HOW TO COMPLETE THIS TASK
Reproduce the data shown below exactly.

◇ ◇ ◇ ◇ ◇

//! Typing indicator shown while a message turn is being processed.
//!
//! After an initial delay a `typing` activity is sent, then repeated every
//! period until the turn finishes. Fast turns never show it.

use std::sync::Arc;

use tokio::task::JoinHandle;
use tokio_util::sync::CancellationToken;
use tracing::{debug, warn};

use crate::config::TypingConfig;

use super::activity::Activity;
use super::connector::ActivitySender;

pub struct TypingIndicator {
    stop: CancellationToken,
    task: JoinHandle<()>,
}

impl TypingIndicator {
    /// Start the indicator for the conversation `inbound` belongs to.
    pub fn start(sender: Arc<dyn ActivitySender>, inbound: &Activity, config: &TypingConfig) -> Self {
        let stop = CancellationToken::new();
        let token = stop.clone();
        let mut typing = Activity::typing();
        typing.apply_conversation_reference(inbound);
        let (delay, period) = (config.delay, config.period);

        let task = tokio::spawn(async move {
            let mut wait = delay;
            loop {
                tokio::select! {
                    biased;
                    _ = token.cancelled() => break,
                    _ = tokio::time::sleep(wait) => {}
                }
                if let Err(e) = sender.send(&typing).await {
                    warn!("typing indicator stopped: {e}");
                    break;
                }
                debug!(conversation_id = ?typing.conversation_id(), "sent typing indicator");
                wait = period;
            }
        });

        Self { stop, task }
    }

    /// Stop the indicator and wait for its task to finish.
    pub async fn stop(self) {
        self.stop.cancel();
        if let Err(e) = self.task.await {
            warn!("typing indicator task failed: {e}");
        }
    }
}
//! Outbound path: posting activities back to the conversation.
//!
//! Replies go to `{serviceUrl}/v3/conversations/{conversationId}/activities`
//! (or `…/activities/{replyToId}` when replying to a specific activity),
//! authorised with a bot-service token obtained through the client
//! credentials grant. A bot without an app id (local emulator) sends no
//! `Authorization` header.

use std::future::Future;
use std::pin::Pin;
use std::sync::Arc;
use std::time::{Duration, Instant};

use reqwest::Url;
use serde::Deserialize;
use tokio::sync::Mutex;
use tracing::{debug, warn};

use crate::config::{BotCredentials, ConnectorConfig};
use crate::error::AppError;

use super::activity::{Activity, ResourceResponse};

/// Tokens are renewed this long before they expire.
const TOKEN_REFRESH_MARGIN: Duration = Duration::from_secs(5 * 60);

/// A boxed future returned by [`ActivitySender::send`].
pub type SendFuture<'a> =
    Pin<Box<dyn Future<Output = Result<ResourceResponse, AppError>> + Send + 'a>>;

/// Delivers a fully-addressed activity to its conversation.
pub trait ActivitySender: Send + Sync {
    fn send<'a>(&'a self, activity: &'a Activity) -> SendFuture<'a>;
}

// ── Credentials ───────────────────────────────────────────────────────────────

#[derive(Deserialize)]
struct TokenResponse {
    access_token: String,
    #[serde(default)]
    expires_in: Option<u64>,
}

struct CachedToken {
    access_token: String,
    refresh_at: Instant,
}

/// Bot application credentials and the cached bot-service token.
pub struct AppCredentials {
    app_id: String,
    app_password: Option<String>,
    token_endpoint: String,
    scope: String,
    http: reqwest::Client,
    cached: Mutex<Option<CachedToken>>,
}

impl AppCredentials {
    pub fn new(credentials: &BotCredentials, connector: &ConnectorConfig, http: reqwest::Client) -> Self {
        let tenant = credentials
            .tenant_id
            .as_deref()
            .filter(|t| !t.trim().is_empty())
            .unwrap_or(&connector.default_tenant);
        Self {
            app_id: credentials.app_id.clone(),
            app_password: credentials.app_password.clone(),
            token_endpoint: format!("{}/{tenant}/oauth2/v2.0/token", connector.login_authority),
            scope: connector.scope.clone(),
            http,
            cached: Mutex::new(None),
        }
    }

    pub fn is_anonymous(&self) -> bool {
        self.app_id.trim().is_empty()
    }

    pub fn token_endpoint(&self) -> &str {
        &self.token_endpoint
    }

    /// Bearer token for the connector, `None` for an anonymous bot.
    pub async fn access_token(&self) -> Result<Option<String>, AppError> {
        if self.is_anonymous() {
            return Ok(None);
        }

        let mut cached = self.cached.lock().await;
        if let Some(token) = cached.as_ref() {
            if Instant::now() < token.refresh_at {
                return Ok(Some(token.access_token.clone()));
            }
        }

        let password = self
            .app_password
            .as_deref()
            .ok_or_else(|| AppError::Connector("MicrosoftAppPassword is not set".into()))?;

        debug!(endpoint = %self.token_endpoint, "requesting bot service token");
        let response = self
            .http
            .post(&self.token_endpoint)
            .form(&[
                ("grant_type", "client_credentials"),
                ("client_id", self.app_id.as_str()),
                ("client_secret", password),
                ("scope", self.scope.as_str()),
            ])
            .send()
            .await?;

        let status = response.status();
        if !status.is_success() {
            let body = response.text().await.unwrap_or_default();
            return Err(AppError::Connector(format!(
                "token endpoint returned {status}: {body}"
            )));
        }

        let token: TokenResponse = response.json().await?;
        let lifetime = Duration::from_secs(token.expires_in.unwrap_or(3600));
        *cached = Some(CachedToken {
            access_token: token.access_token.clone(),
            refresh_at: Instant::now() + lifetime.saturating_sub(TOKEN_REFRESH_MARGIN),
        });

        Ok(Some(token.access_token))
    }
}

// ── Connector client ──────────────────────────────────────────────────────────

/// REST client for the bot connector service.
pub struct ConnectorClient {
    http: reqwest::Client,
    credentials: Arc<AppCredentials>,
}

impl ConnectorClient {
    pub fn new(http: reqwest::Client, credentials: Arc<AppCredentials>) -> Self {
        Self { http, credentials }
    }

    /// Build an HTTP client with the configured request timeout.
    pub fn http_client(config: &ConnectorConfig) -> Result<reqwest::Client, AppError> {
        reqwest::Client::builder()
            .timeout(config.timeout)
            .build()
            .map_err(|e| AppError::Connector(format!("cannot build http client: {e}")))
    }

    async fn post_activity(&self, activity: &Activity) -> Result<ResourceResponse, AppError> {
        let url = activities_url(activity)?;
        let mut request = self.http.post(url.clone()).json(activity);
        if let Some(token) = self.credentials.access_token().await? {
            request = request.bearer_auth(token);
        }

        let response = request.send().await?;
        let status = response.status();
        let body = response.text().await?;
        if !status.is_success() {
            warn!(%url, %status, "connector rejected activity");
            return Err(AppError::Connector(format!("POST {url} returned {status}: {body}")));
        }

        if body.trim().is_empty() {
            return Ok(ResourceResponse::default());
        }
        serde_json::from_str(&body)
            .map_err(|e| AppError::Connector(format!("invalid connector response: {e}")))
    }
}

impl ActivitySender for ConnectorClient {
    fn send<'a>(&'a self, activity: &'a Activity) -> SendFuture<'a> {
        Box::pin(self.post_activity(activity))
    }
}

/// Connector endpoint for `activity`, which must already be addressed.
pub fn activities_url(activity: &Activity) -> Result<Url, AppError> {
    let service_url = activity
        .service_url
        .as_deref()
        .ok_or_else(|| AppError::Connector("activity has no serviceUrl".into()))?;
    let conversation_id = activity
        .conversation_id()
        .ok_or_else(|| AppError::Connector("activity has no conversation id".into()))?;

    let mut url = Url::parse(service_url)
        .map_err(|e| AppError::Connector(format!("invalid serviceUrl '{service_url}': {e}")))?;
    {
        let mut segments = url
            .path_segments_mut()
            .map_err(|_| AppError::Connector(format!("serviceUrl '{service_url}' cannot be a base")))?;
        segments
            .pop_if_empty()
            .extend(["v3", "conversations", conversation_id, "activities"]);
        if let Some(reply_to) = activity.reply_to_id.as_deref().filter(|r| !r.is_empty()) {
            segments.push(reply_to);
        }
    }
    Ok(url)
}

◇ ◇ ◇ ◇ ◇

COMPLETED TASK
//! Typing indicator shown while a message turn is being processed.
//!
//! After an initial delay a `typing` activity is sent, then repeated every
//! period until the turn finishes. Fast turns never show it.

use std::sync::Arc;

use tokio::task::JoinHandle;
use tokio_util::sync::CancellationToken;
use tracing::{debug, warn};

use crate::config::TypingConfig;

use super::activity::Activity;
use super::connector::ActivitySender;

pub struct TypingIndicator {
    stop: CancellationToken,
    task: JoinHandle<()>,
}

impl TypingIndicator {
    /// Start the indicator for the conversation `inbound` belongs to.
    pub fn start(sender: Arc<dyn ActivitySender>, inbound: &Activity, config: &TypingConfig) -> Self {
        let stop = CancellationToken::new();
        let token = stop.clone();
        let mut typing = Activity::typing();
        typing.apply_conversation_reference(inbound);
        let (delay, period) = (config.delay, config.period);

        let task = tokio::spawn(async move {
            let mut wait = delay;
            loop {
                tokio::select! {
                    biased;
                    _ = token.cancelled() => break,
                    _ = tokio::time::sleep(wait) => {}
                }
                if let Err(e) = sender.send(&typing).await {
                    warn!("typing indicator stopped: {e}");
                    break;
                }
                debug!(conversation_id = ?typing.conversation_id(), "sent typing indicator");
                wait = period;
            }
        });

        Self { stop, task }
    }

    /// Stop the indicator and wait for its task to finish.
    pub async fn stop(self) {
        self.stop.cancel();
        if let Err(e) = self.task.await {
            warn!("typing indicator task failed: {e}");
        }
    }
}
//! Outbound path: posting activities back to the conversation.
//!
//! Replies go to `{serviceUrl}/v3/conversations/{conversationId}/activities`
//! (or `…/activities/{replyToId}` when replying to a specific activity),
//! authorised with a bot-service token obtained through the client
//! credentials grant. A bot without an app id (local emulator) sends no
//! `Authorization` header.

use std::future::Future;
use std::pin::Pin;
use std::sync::Arc;
use std::time::{Duration, Instant};

use reqwest::Url;
use serde::Deserialize;
use tokio::sync::Mutex;
use tracing::{debug, warn};

use crate::config::{BotCredentials, ConnectorConfig};
use crate::error::AppError;

use super::activity::{Activity, ResourceResponse};

/// Tokens are renewed this long before they expire.
const TOKEN_REFRESH_MARGIN: Duration = Duration::from_secs(5 * 60);

/// A boxed future returned by [`ActivitySender::send`].
pub type SendFuture<'a> =
    Pin<Box<dyn Future<Output = Result<ResourceResponse, AppError>> + Send + 'a>>;

/// Delivers a fully-addressed activity to its conversation.
pub trait ActivitySender: Send + Sync {
    fn send<'a>(&'a self, activity: &'a Activity) -> SendFuture<'a>;
}

// ── Credentials ───────────────────────────────────────────────────────────────

#[derive(Deserialize)]
struct TokenResponse {
    access_token: String,
    #[serde(default)]
    expires_in: Option<u64>,
}

struct CachedToken {
    access_token: String,
    refresh_at: Instant,
}

/// Bot application credentials and the cached bot-service token.
pub struct AppCredentials {
    app_id: String,
    app_password: Option<String>,
    token_endpoint: String,
    scope: String,
    http: reqwest::Client,
    cached: Mutex<Option<CachedToken>>,
}

impl AppCredentials {
    pub fn new(credentials: &BotCredentials, connector: &ConnectorConfig, http: reqwest::Client) -> Self {
        let tenant = credentials
            .tenant_id
            .as_deref()
            .filter(|t| !t.trim().is_empty())
            .unwrap_or(&connector.default_tenant);
        Self {
            app_id: credentials.app_id.clone(),
            app_password: credentials.app_password.clone(),
            token_endpoint: format!("{}/{tenant}/oauth2/v2.0/token", connector.login_authority),
            scope: connector.scope.clone(),
            http,
            cached: Mutex::new(None),
        }
    }

    pub fn is_anonymous(&self) -> bool {
        self.app_id.trim().is_empty()
    }

    pub fn token_endpoint(&self) -> &str {
        &self.token_endpoint
    }

    /// Bearer token for the connector, `None` for an anonymous bot.
    pub async fn access_token(&self) -> Result<Option<String>, AppError> {
        if self.is_anonymous() {
            return Ok(None);
        }

        let mut cached = self.cached.lock().await;
        if let Some(token) = cached.as_ref() {
            if Instant::now() < token.refresh_at {
                return Ok(Some(token.access_token.clone()));
            }
        }

        let password = self
            .app_password
            .as_deref()
            .ok_or_else(|| AppError::Connector("MicrosoftAppPassword is not set".into()))?;

        debug!(endpoint = %self.token_endpoint, "requesting bot service token");
        let response = self
            .http
            .post(&self.token_endpoint)
            .form(&[
                ("grant_type", "client_credentials"),
                ("client_id", self.app_id.as_str()),
                ("client_secret", password),
                ("scope", self.scope.as_str()),
            ])
            .send()
            .await?;

        let status = response.status();
        if !status.is_success() {
            let body = response.text().await.unwrap_or_default();
            return Err(AppError::Connector(format!(
                "token endpoint returned {status}: {body}"
            )));
        }

        let token: TokenResponse = response.json().await?;
        let lifetime = Duration::from_secs(token.expires_in.unwrap_or(3600));
        *cached = Some(CachedToken {
            access_token: token.access_token.clone(),
            refresh_at: Instant::now() + lifetime.saturating_sub(TOKEN_REFRESH_MARGIN),
        });

        Ok(Some(token.access_token))
    }
}

// ── Connector client ──────────────────────────────────────────────────────────

/// REST client for the bot connector service.
pub struct ConnectorClient {
    http: reqwest::Client,
    credentials: Arc<AppCredentials>,
}

impl ConnectorClient {
    pub fn new(http: reqwest::Client, credentials: Arc<AppCredentials>) -> Self {
        Self { http, credentials }
    }

    /// Build an HTTP client with the configured request timeout.
    pub fn http_client(config: &ConnectorConfig) -> Result<reqwest::Client, AppError> {
        reqwest::Client::builder()
            .timeout(config.timeout)
            .build()
            .map_err(|e| AppError::Connector(format!("cannot build http client: {e}")))
    }

    async fn post_activity(&self, activity: &Activity) -> Result<ResourceResponse, AppError> {
        let url = activities_url(activity)?;
        let mut request = self.http.post(url.clone()).json(activity);
        if let Some(token) = self.credentials.access_token().await? {
            request = request.bearer_auth(token);
        }

        let response = request.send().await?;
        let status = response.status();
        let body = response.text().await?;
        if !status.is_success() {
            warn!(%url, %status, "connector rejected activity");
            return Err(AppError::Connector(format!("POST {url} returned {status}: {body}")));
        }

        if body.trim().is_empty() {
            return Ok(ResourceResponse::default());
        }
        serde_json::from_str(&body)
            .map_err(|e| AppError::Connector(format!("invalid connector response: {e}")))
    }
}

impl ActivitySender for ConnectorClient {
    fn send<'a>(&'a self, activity: &'a Activity) -> SendFuture<'a> {
        Box::pin(self.post_activity(activity))
    }
}

/// Connector endpoint for `activity`, which must already be addressed.
pub fn activities_url(activity: &Activity) -> Result<Url, AppError> {
    let service_url = activity
        .service_url
        .as_deref()
        .ok_or_else(|| AppError::Connector("activity has no serviceUrl".into()))?;
    let conversation_id = activity
        .conversation_id()
        .ok_or_else(|| AppError::Connector("activity has no conversation id".into()))?;

    let mut url = Url::parse(service_url)
        .map_err(|e| AppError::Connector(format!("invalid serviceUrl '{service_url}': {e}")))?;
    {
        let mut segments = url
            .path_segments_mut()
            .map_err(|_| AppError::Connector(format!("serviceUrl '{service_url}' cannot be a base")))?;
        segments
            .pop_if_empty()
            .extend(["v3", "conversations", conversation_id, "activities"]);
        if let Some(reply_to) = activity.reply_to_id.as_deref().filter(|r| !r.is_empty()) {
            segments.push(reply_to);
        }
    }
    Ok(url)
}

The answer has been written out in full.